The musical fruit, –beans…
Is there anything further to say?
—spicy meals — this might cause heartburn and stomach irritation.
Frequently Asked Questions
Boiled eggs are a wonderful pre-run snack since they are easy to digest and high in protein. You can also explore “best protein powder for runner” to meet your protein demand. According to studies, eating 20-30 grams of simple carb protein before exercising can boost muscle protein synthesis for many hours
It is often advised to eat before running. This provides the nourishment your body requires to workout safely and effectively. Stick to mild to moderate running if you want to exercise on an empty stomach. If you start to feel lightheaded, take a rest.

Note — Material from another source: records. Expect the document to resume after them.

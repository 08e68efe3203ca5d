//! Client library for a streaming chat backend with an embedded
//! intent-dispatch protocol.
//!
//! A turn starts from a user submission, streams incremental text, and may
//! delegate to an image-generation job queue, a synchronous image editor, or
//! a clarification prompt before it settles into exactly one terminal state.
//! Produced media is re-hosted for permanent URLs, and conversations persist
//! in a capped local session store.

pub mod services;
pub mod session;

pub use services::chat::{ChatController, ChatError, TurnHandle, TurnUpdate};
pub use services::config::{load_service_config, ServiceConfig};
pub use services::upload::{ProgressFn, UploadGateway, UploadedFile};
pub use session::{Conversation, Message, Part, SessionStore};
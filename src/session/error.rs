use serde::{Deserialize, Serialize};

#[derive(Debug, Clone, Serialize, Deserialize)]
#[serde(tag = "type", rename_all = "camelCase")]
pub enum SessionError {
    NotFound { message: String },
    InvalidInput { message: String },
    Storage { message: String },
}

impl SessionError {
    pub fn not_found(message: impl Into<String>) -> Self {
        Self::NotFound {
            message: message.into(),
        }
    }

    pub fn invalid_input(message: impl Into<String>) -> Self {
        Self::InvalidInput {
            message: message.into(),
        }
    }

    pub fn storage(message: impl Into<String>) -> Self {
        Self::Storage {
            message: message.into(),
        }
    }

    pub fn message(&self) -> &str {
        match self {
            Self::NotFound { message }
            | Self::InvalidInput { message }
            | Self::Storage { message } => message,
        }
    }
}

impl std::fmt::Display for SessionError {
    fn fmt(&self, f: &mut std::fmt::Formatter<'_>) -> std::fmt::Result {
        match self {
            Self::NotFound { message } => write!(f, "NotFound: {}", message),
            Self::InvalidInput { message } => write!(f, "InvalidInput: {}", message),
            Self::Storage { message } => write!(f, "Storage: {}", message),
        }
    }
}

impl std::error::Error for SessionError {}
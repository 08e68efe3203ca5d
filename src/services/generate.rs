//! Image generation over the job-queue protocol: join the queue, follow the
//! per-session push channel until the job completes, then re-host the
//! produced image for a permanent URL.

use futures_util::StreamExt;
use rand::Rng;
use serde::Deserialize;
use tokio::sync::mpsc;
use uuid::Uuid;

use crate::services::cancel::{cancelled, CancelReceiver};
use crate::services::chat::decoder::{parse_record, LineDecoder};
use crate::services::chat::{ChatError, TurnUpdate};
use crate::services::config::ServiceConfig;
use crate::services::upload::UploadGateway;
use crate::session::{Message, Part};

const FN_INDEX_GENERATE_IMAGE: u64 = 2;
const TRIGGER_ID_GENERATE_IMAGE: u64 = 5;
const GENERATION_STEPS: u64 = 4;

/// Fallback size for unrecognized aspect-ratio labels (portrait).
pub const DEFAULT_IMAGE_SIZE: (u32, u32) = (768, 1344);

/// Resolve a human aspect-ratio label to concrete dimensions. Labels are
/// normalized (connector words and separators removed, case-folded) and
/// matched against a fixed table; unknown labels degrade to the portrait
/// default with a warning, never an error.
pub fn dimensions_for_ratio(label: Option<&str>) -> (u32, u32) {
    let Some(label) = label.map(str::trim).filter(|l| !l.is_empty()) else {
        return DEFAULT_IMAGE_SIZE;
    };

    let r = normalize_ratio(label);
    if r == "11" || r.contains("مربع") || r.contains("square") {
        return (1024, 1024);
    }
    if r == "169"
        || r.contains("افقی")
        || r.contains("لندسکیپ")
        || r.contains("landscape")
        || r.contains("horizontal")
    {
        return (1344, 768);
    }
    if r == "916"
        || r.contains("عمودی")
        || r.contains("پرتره")
        || r.contains("موبایل")
        || r.contains("portrait")
        || r.contains("vertical")
        || r.contains("mobile")
    {
        return (768, 1344);
    }
    match r.as_str() {
        "43" => (1152, 864),
        "34" => (864, 1152),
        "32" => (1216, 832),
        "23" => (832, 1216),
        _ => {
            log::warn!(
                "Unrecognized aspect ratio '{}', using default size",
                label
            );
            DEFAULT_IMAGE_SIZE
        }
    }
}

fn normalize_ratio(label: &str) -> String {
    let mut r = label.to_lowercase();
    // Connector words ("16 به 9", "16 در 9") are removed as whole
    // substrings, then separator characters and whitespace.
    for word in ["در", "به"] {
        r = r.replace(word, "");
    }
    r.chars()
        .filter(|c| !c.is_whitespace() && !matches!(c, ':' | 'x' | '×' | '/' | '-' | '*'))
        .collect()
}

/// GPU-quota failures get dedicated guidance in the UI.
pub fn is_gpu_quota_error(message: &str) -> bool {
    let lower = message.to_lowercase();
    lower.contains("gpu") || lower.contains("quota")
}

#[derive(Debug, Deserialize)]
struct QueueJoinResponse {
    #[serde(default)]
    event_id: Option<String>,
}

#[derive(Debug, Deserialize)]
struct QueueErrorResponse {
    #[serde(default)]
    error: Option<String>,
    #[serde(default)]
    detail: Option<String>,
}

#[derive(Debug, Deserialize)]
struct QueueEvent {
    msg: String,
    #[serde(default)]
    success: Option<bool>,
    #[serde(default)]
    output: Option<QueueOutput>,
    #[serde(default)]
    progress_data: Option<Vec<QueueProgress>>,
}

#[derive(Debug, Deserialize)]
struct QueueOutput {
    #[serde(default)]
    data: Option<Vec<QueueOutputEntry>>,
    #[serde(default)]
    error: Option<String>,
}

#[derive(Debug, Deserialize)]
struct QueueOutputEntry {
    #[serde(default)]
    url: Option<String>,
}

#[derive(Debug, Deserialize)]
struct QueueProgress {
    #[serde(default)]
    index: Option<u32>,
    #[serde(default)]
    length: Option<u32>,
}

pub(crate) struct ImageGeneration<'a> {
    pub http: &'a reqwest::Client,
    pub config: &'a ServiceConfig,
    pub uploads: &'a UploadGateway,
    pub updates: &'a mpsc::UnboundedSender<TurnUpdate>,
}

impl ImageGeneration<'_> {
    fn status(&self, message: &str) {
        let _ = self.updates.send(TurnUpdate::Status {
            message: message.to_string(),
        });
    }

    /// Run one generation to completion and return the final model message:
    /// a single image part with the permanent URL, plus an optional trailing
    /// follow-up text part.
    pub(crate) async fn run(
        &self,
        english_prompt: &str,
        aspect_ratio: Option<&str>,
        follow_up_text: Option<String>,
        cancel: &mut CancelReceiver,
    ) -> Result<Message, ChatError> {
        let (width, height) = dimensions_for_ratio(aspect_ratio);
        let session_hash = Uuid::new_v4().simple().to_string();
        let seed: u64 = rand::thread_rng().gen_range(0..2_147_483_647);

        self.status("Submitting image request…");
        let join_body = serde_json::json!({
            "fn_index": FN_INDEX_GENERATE_IMAGE,
            "data": [english_prompt, seed, true, width, height, GENERATION_STEPS],
            "event_data": null,
            "session_hash": session_hash,
            "trigger_id": TRIGGER_ID_GENERATE_IMAGE,
        });

        let join = self
            .http
            .post(self.config.queue_join_url())
            .json(&join_body)
            .send();
        let response = tokio::select! {
            response = join => response.map_err(ChatError::from)?,
            _ = cancelled(cancel) => return Err(ChatError::cancelled("Generation stopped")),
        };

        if !response.status().is_success() {
            let status = response.status();
            let detail = response
                .json::<QueueErrorResponse>()
                .await
                .ok()
                .and_then(|e| e.error.or(e.detail));
            return Err(ChatError::server(
                detail.unwrap_or_else(|| format!("Image server error: HTTP {}", status)),
            ));
        }

        let join: QueueJoinResponse = response.json().await.map_err(ChatError::from)?;
        if join.event_id.is_none() {
            return Err(ChatError::malformed(
                "Image server did not return an event_id",
            ));
        }

        let temp_url = self.follow_push_channel(&session_hash, cancel).await?;

        self.status("Image ready, making the link permanent…");
        let permanent_url = self
            .uploads
            .upload_remote_url(&temp_url, cancel)
            .await
            .map_err(|err| {
                if err.is_cancelled() {
                    err
                } else {
                    err.with_context("Image produced but persistence failed")
                }
            })?;

        let mut parts = vec![Part::image(permanent_url)];
        if let Some(text) = follow_up_text.filter(|t| !t.is_empty()) {
            parts.push(Part::text(text));
        }
        Ok(Message::model(parts))
    }

    /// Consume the push channel until the job reaches a terminal event,
    /// returning the transient output URL. The channel closes when this
    /// future resolves or is dropped; cancellation drops it immediately.
    async fn follow_push_channel(
        &self,
        session_hash: &str,
        cancel: &mut CancelReceiver,
    ) -> Result<String, ChatError> {
        let request = self.http.get(self.config.queue_data_url(session_hash)).send();
        let response = tokio::select! {
            response = request => response.map_err(ChatError::from)?,
            _ = cancelled(cancel) => return Err(ChatError::cancelled("Generation stopped")),
        };
        if !response.status().is_success() {
            return Err(ChatError::server(format!(
                "Image server error: HTTP {}",
                response.status()
            )));
        }

        let mut stream = Box::pin(response.bytes_stream());
        let mut decoder = LineDecoder::new();
        let mut payloads = Vec::new();

        loop {
            let chunk = tokio::select! {
                chunk = stream.next() => chunk,
                _ = cancelled(cancel) => return Err(ChatError::cancelled("Generation stopped")),
            };

            let Some(chunk) = chunk else {
                // The server ended the channel without a terminal event.
                if let Some(tail) = decoder.finish() {
                    payloads.push(tail);
                    if let Some(done) = self.handle_events(&mut payloads)? {
                        return Ok(done);
                    }
                }
                return Err(ChatError::network("Image server connection lost"));
            };
            let chunk = chunk.map_err(ChatError::from)?;

            decoder.feed(&chunk, &mut payloads);
            if let Some(done) = self.handle_events(&mut payloads)? {
                return Ok(done);
            }
        }
    }

    fn handle_events(&self, payloads: &mut Vec<String>) -> Result<Option<String>, ChatError> {
        for payload in payloads.drain(..) {
            let Some(event) = parse_record::<QueueEvent>(&payload) else {
                continue;
            };
            match event.msg.as_str() {
                "process_starts" => self.status("Image processing started…"),
                "progress" => {
                    if let Some(progress) =
                        event.progress_data.as_deref().and_then(|p| p.first())
                    {
                        let _ = self.updates.send(TurnUpdate::Progress {
                            index: progress.index.unwrap_or(0),
                            length: progress.length.unwrap_or(0),
                        });
                    }
                }
                "process_completed" => {
                    let output = event.output.unwrap_or(QueueOutput {
                        data: None,
                        error: None,
                    });
                    let url = output
                        .data
                        .as_deref()
                        .and_then(|d| d.first())
                        .and_then(|entry| entry.url.clone());
                    return match (event.success.unwrap_or(false), url) {
                        (true, Some(url)) => Ok(Some(url)),
                        _ => Err(ChatError::server(output.error.unwrap_or_else(|| {
                            "Image server response had no valid URL".to_string()
                        }))),
                    };
                }
                "queue_full" => {
                    return Err(ChatError::server(
                        "Image queue is full, try again in a moment",
                    ));
                }
                other => {
                    log::debug!("Ignoring push event '{}'", other);
                }
            }
        }
        Ok(None)
    }
}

Eating a banana before doing out will help you achieve your potassium needs, which are important for muscular function and cramp prevention. Potassium is abundant in bananas, making it a crucial element for muscle contractions. Muscle cramps can also be caused by a lack of potassium.
It is not harmful to have milk before running; in fact, it is beneficial. Milk is high in fluid, electrolytes, and energy, making it a fantastic choice to drink before running, particularly over longer distances when your body needs more glucose to power muscles. You can do the experiment by drinking milk before a run and then check the difference in the value on running pace calculator.
There is a lot to say on what to eat before a run in the morning but any endurance activity necessitates attention pre- and post-run nutrition.
3–4 hours before a long-distance training run or event, refuel with high-carb, moderate-protein meals.
Stick to a light, high-carb snack in the 30–60 minutes before a run. If your run lasts longer than 90 minutes, make sure to refuel with sports drinks or other refreshments.
To provide enough time for digestion and absorption, keep fat and fibre intake low in the pre-run meal and snack.
During training runs, experiment with different snacks and beverages to find what feeding plan works best for you.